impl<N: NumericValue> LatticeEngine<N> {
    /// Build a lattice from configuration.
    ///
    /// Slots start at unit magnitude with phases drawn uniformly from
    /// `[-spread, spread)`; natural frequencies are drawn around
    /// `base_frequency`. Both draws are keyed by the seed.
    #[allow(clippy::arithmetic_side_effects)]
    pub fn new(config: &LatticeConfig) -> Result<Self, LatticeError> {
        config.validate()?;
        let slots_requested = config.slot_count().unwrap_or(u64::MAX);
        let len = usize::try_from(slots_requested).map_err(|_err| LatticeError::TooLarge {
            slots: slots_requested,
        })?;

        let topology = Topology::new(&config.dimensions);
        let seed = config.seed;

        let frequencies = (0..len)
            .map(|i| {
                let u = det_unit_lane(seed, 0, i as u64, Lane::Frequency);
                N::from_f64(config.frequency_spread.mul_add(u - 0.5, config.base_frequency))
            })
            .collect();

        let slots: Vec<Slot<N>> = topology
            .iter()
            .enumerate()
            .map(|(i, neighbors)| {
                let theta = config.initial_phase_spread
                    * det_signed_lane(seed, 0, i as u64, Lane::InitialPhase);
                Slot::new(
                    Amplitude::from_polar(N::one(), N::from_f64(theta)),
                    *neighbors,
                )
            })
            .collect();

        let dt = N::from_f64(config.dt_seconds());
        let params = Params {
            dynamics: Dynamics::new(config.gamma, config.k_coupling),
            dt,
            damping: (config.lambda > 0.0)
                .then(|| N::from_f64((-config.lambda * config.dt_seconds()).exp())),
            saturation_limit: N::from_f64(config.saturation_limit),
            noise_sigma: (config.noise_sigma > 0.0).then(|| N::from_f64(config.noise_sigma)),
        };

        let mut engine = Self {
            seed,
            steps_per_second: config.steps_per_second,
            parallel_threshold: config.parallel_threshold,
            params,
            frequencies,
            shadow: slots.clone(),
            committed: vec![Amplitude::zero(); len],
            integrated: vec![
                Integrated {
                    amplitude: Amplitude::zero(),
                    floored: false,
                };
                len
            ],
            workspace: Rk4Workspace::new(len),
            slots,
            topology,
            state: LatticeState::genesis(),
        };
        engine.refresh_macrostate();

        debug!(
            slots = len,
            dimensions = ?config.dimensions,
            seed,
            "Lattice initialized"
        );
        Ok(engine)
    }

    /// Advance every slot by one step.
    ///
    /// A locked lattice is left untouched and reports
    /// [`StepOutcome::Frozen`].
    pub fn step(&mut self) -> StepOutcome {
        if self.state.consensus_locked() {
            return StepOutcome::Frozen {
                evolution_count: self.state.evolution_count,
            };
        }

        let parallel = self.slots.len() >= self.parallel_threshold;
        let step_index = self.state.evolution_count;

        // Committed buffer y_n.
        {
            let slots = &self.slots;
            fill(&mut self.committed, parallel, |i| {
                slots.get(i).map_or_else(Amplitude::zero, |s| s.amplitude)
            });
        }

        self.workspace.integrate(
            &self.committed,
            self.params.dt,
            &self.topology,
            &self.frequencies,
            &self.params.dynamics,
            parallel,
            &mut self.integrated,
        );

        {
            let previous = &self.slots;
            let integrated = &self.integrated;
            let params = &self.params;
            let seed = self.seed;
            fill(&mut self.shadow, parallel, |i| {
                finish_slot(i, previous, integrated, params, seed, step_index)
            });
        }
        core::mem::swap(&mut self.slots, &mut self.shadow);

        let mut report = StepReport::default();
        for slot in &self.slots {
            if slot.flags.contains(SlotFlags::FLOORED) {
                report.floored = report.floored.saturating_add(1);
            }
            if slot.flags.contains(SlotFlags::SATURATED) {
                report.saturated = report.saturated.saturating_add(1);
            }
            if slot.flags.contains(SlotFlags::DEGRADED) {
                report.replaced = report.replaced.saturating_add(1);
            }
        }
        report.degraded = report.floored > 0 || report.saturated > 0 || report.replaced > 0;

        self.state.evolution_count = self.state.evolution_count.saturating_add(1);
        self.state.timestamp_ns = self.timestamp_for(self.state.evolution_count);
        self.refresh_macrostate();
        report.evolution_count = self.state.evolution_count;

        if report.degraded {
            warn!(
                evolution_count = report.evolution_count,
                floored = report.floored,
                saturated = report.saturated,
                replaced = report.replaced,
                "Degraded step"
            );
        }
        StepOutcome::Advanced(report)
    }

    /// The live macrostate.
    pub const fn state(&self) -> &LatticeState {
        &self.state
    }

    /// The slot array in index order.
    pub fn slots(&self) -> &[Slot<N>] {
        &self.slots
    }

    /// Slot phases in index order.
    pub fn phases(&self) -> impl Iterator<Item = N> + Clone + '_ {
        self.slots.iter().map(|slot| slot.phase)
    }

    /// Completed steps.
    pub const fn evolution_count(&self) -> u64 {
        self.state.evolution_count
    }

    /// Circular phase variance after the last step.
    pub const fn phase_variance(&self) -> f64 {
        self.state.phase_variance
    }

    /// Whether consensus is locked.
    pub const fn is_locked(&self) -> bool {
        self.state.consensus_locked()
    }

    /// Dimension sizes.
    pub fn dimensions(&self) -> &[u32] {
        self.topology.dimensions()
    }

    /// Number of slots.
    pub fn len(&self) -> usize {
        self.slots.len()
    }

    /// Whether the lattice has no slots.
    pub fn is_empty(&self) -> bool {
        self.slots.is_empty()
    }

    /// Seed for deterministic draws.
    pub const fn seed(&self) -> u64 {
        self.seed
    }

    /// Steps per simulated second.
    pub const fn steps_per_second(&self) -> u32 {
        self.steps_per_second
    }

    /// Step length in seconds.
    pub fn dt(&self) -> N {
        self.params.dt
    }

    /// The neighbor topology.
    pub const fn topology(&self) -> &Topology {
        &self.topology
    }

    /// Logical timestamp of step `evolution_count`.
    pub fn timestamp_for(&self, evolution_count: u64) -> u64 {
        u128::from(evolution_count)
            .checked_mul(NANOS_PER_SECOND)
            .and_then(|ns| ns.checked_div(u128::from(self.steps_per_second)))
            .and_then(|ns| u64::try_from(ns).ok())
            .unwrap_or(u64::MAX)
    }

    /// Set the consensus lock. Only the consensus detector and checkpoint
    /// restore move the lock.
    pub(crate) const fn set_lock(&mut self, lock: LockState) {
        self.state.lock = lock;
    }

    /// Replace the live lattice wholesale.
    ///
    /// The caller has already checked that `slots` matches this topology.
    pub(crate) fn replace(&mut self, state: LatticeState, slots: &[Slot<N>]) {
        self.slots.clear();
        self.slots.extend_from_slice(slots);
        self.shadow.clone_from(&self.slots);
        self.state = state;
    }

    /// Recompute variance and hash from the current slots.
    fn refresh_macrostate(&mut self) {
        let stats = circular_stats(self.slots.iter().map(|slot| slot.phase.to_f64()));
        self.state.phase_variance = stats.variance;
        self.state.state_hash = state_hash(
            self.state.evolution_count,
            stats.variance,
            self.slots.iter().map(|slot| slot.phase),
        );
    }
}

● ● ● ● ●

== WORK TO BE COMPLETED ==
Repeat the material word for word, leaving out no line.

== SOLUTION FOR THIS PROBLEM ==
impl<N: NumericValue> LatticeEngine<N> {
    /// Build a lattice from configuration.
    ///
    /// Slots start at unit magnitude with phases drawn uniformly from
    /// `[-spread, spread)`; natural frequencies are drawn around
    /// `base_frequency`. Both draws are keyed by the seed.
    #[allow(clippy::arithmetic_side_effects)]
    pub fn new(config: &LatticeConfig) -> Result<Self, LatticeError> {
        config.validate()?;
        let slots_requested = config.slot_count().unwrap_or(u64::MAX);
        let len = usize::try_from(slots_requested).map_err(|_err| LatticeError::TooLarge {
            slots: slots_requested,
        })?;

        let topology = Topology::new(&config.dimensions);
        let seed = config.seed;

        let frequencies = (0..len)
            .map(|i| {
                let u = det_unit_lane(seed, 0, i as u64, Lane::Frequency);
                N::from_f64(config.frequency_spread.mul_add(u - 0.5, config.base_frequency))
            })
            .collect();

        let slots: Vec<Slot<N>> = topology
            .iter()
            .enumerate()
            .map(|(i, neighbors)| {
                let theta = config.initial_phase_spread
                    * det_signed_lane(seed, 0, i as u64, Lane::InitialPhase);
                Slot::new(
                    Amplitude::from_polar(N::one(), N::from_f64(theta)),
                    *neighbors,
                )
            })
            .collect();

        let dt = N::from_f64(config.dt_seconds());
        let params = Params {
            dynamics: Dynamics::new(config.gamma, config.k_coupling),
            dt,
            damping: (config.lambda > 0.0)
                .then(|| N::from_f64((-config.lambda * config.dt_seconds()).exp())),
            saturation_limit: N::from_f64(config.saturation_limit),
            noise_sigma: (config.noise_sigma > 0.0).then(|| N::from_f64(config.noise_sigma)),
        };

        let mut engine = Self {
            seed,
            steps_per_second: config.steps_per_second,
            parallel_threshold: config.parallel_threshold,
            params,
            frequencies,
            shadow: slots.clone(),
            committed: vec![Amplitude::zero(); len],
            integrated: vec![
                Integrated {
                    amplitude: Amplitude::zero(),
                    floored: false,
                };
                len
            ],
            workspace: Rk4Workspace::new(len),
            slots,
            topology,
            state: LatticeState::genesis(),
        };
        engine.refresh_macrostate();

        debug!(
            slots = len,
            dimensions = ?config.dimensions,
            seed,
            "Lattice initialized"
        );
        Ok(engine)
    }

    /// Advance every slot by one step.
    ///
    /// A locked lattice is left untouched and reports
    /// [`StepOutcome::Frozen`].
    pub fn step(&mut self) -> StepOutcome {
        if self.state.consensus_locked() {
            return StepOutcome::Frozen {
                evolution_count: self.state.evolution_count,
            };
        }

        let parallel = self.slots.len() >= self.parallel_threshold;
        let step_index = self.state.evolution_count;

        // Committed buffer y_n.
        {
            let slots = &self.slots;
            fill(&mut self.committed, parallel, |i| {
                slots.get(i).map_or_else(Amplitude::zero, |s| s.amplitude)
            });
        }

        self.workspace.integrate(
            &self.committed,
            self.params.dt,
            &self.topology,
            &self.frequencies,
            &self.params.dynamics,
            parallel,
            &mut self.integrated,
        );

        {
            let previous = &self.slots;
            let integrated = &self.integrated;
            let params = &self.params;
            let seed = self.seed;
            fill(&mut self.shadow, parallel, |i| {
                finish_slot(i, previous, integrated, params, seed, step_index)
            });
        }
        core::mem::swap(&mut self.slots, &mut self.shadow);

        let mut report = StepReport::default();
        for slot in &self.slots {
            if slot.flags.contains(SlotFlags::FLOORED) {
                report.floored = report.floored.saturating_add(1);
            }
            if slot.flags.contains(SlotFlags::SATURATED) {
                report.saturated = report.saturated.saturating_add(1);
            }
            if slot.flags.contains(SlotFlags::DEGRADED) {
                report.replaced = report.replaced.saturating_add(1);
            }
        }
        report.degraded = report.floored > 0 || report.saturated > 0 || report.replaced > 0;

        self.state.evolution_count = self.state.evolution_count.saturating_add(1);
        self.state.timestamp_ns = self.timestamp_for(self.state.evolution_count);
        self.refresh_macrostate();
        report.evolution_count = self.state.evolution_count;

        if report.degraded {
            warn!(
                evolution_count = report.evolution_count,
                floored = report.floored,
                saturated = report.saturated,
                replaced = report.replaced,
                "Degraded step"
            );
        }
        StepOutcome::Advanced(report)
    }

    /// The live macrostate.
    pub const fn state(&self) -> &LatticeState {
        &self.state
    }

    /// The slot array in index order.
    pub fn slots(&self) -> &[Slot<N>] {
        &self.slots
    }

    /// Slot phases in index order.
    pub fn phases(&self) -> impl Iterator<Item = N> + Clone + '_ {
        self.slots.iter().map(|slot| slot.phase)
    }

    /// Completed steps.
    pub const fn evolution_count(&self) -> u64 {
        self.state.evolution_count
    }

    /// Circular phase variance after the last step.
    pub const fn phase_variance(&self) -> f64 {
        self.state.phase_variance
    }

    /// Whether consensus is locked.
    pub const fn is_locked(&self) -> bool {
        self.state.consensus_locked()
    }

    /// Dimension sizes.
    pub fn dimensions(&self) -> &[u32] {
        self.topology.dimensions()
    }

    /// Number of slots.
    pub fn len(&self) -> usize {
        self.slots.len()
    }

    /// Whether the lattice has no slots.
    pub fn is_empty(&self) -> bool {
        self.slots.is_empty()
    }

    /// Seed for deterministic draws.
    pub const fn seed(&self) -> u64 {
        self.seed
    }

    /// Steps per simulated second.
    pub const fn steps_per_second(&self) -> u32 {
        self.steps_per_second
    }

    /// Step length in seconds.
    pub fn dt(&self) -> N {
        self.params.dt
    }

    /// The neighbor topology.
    pub const fn topology(&self) -> &Topology {
        &self.topology
    }

    /// Logical timestamp of step `evolution_count`.
    pub fn timestamp_for(&self, evolution_count: u64) -> u64 {
        u128::from(evolution_count)
            .checked_mul(NANOS_PER_SECOND)
            .and_then(|ns| ns.checked_div(u128::from(self.steps_per_second)))
            .and_then(|ns| u64::try_from(ns).ok())
            .unwrap_or(u64::MAX)
    }

    /// Set the consensus lock. Only the consensus detector and checkpoint
    /// restore move the lock.
    pub(crate) const fn set_lock(&mut self, lock: LockState) {
        self.state.lock = lock;
    }

    /// Replace the live lattice wholesale.
    ///
    /// The caller has already checked that `slots` matches this topology.
    pub(crate) fn replace(&mut self, state: LatticeState, slots: &[Slot<N>]) {
        self.slots.clear();
        self.slots.extend_from_slice(slots);
        self.shadow.clone_from(&self.slots);
        self.state = state;
    }

    /// Recompute variance and hash from the current slots.
    fn refresh_macrostate(&mut self) {
        let stats = circular_stats(self.slots.iter().map(|slot| slot.phase.to_f64()));
        self.state.phase_variance = stats.variance;
        self.state.state_hash = state_hash(
            self.state.evolution_count,
            stats.variance,
            self.slots.iter().map(|slot| slot.phase),
        );
    }
}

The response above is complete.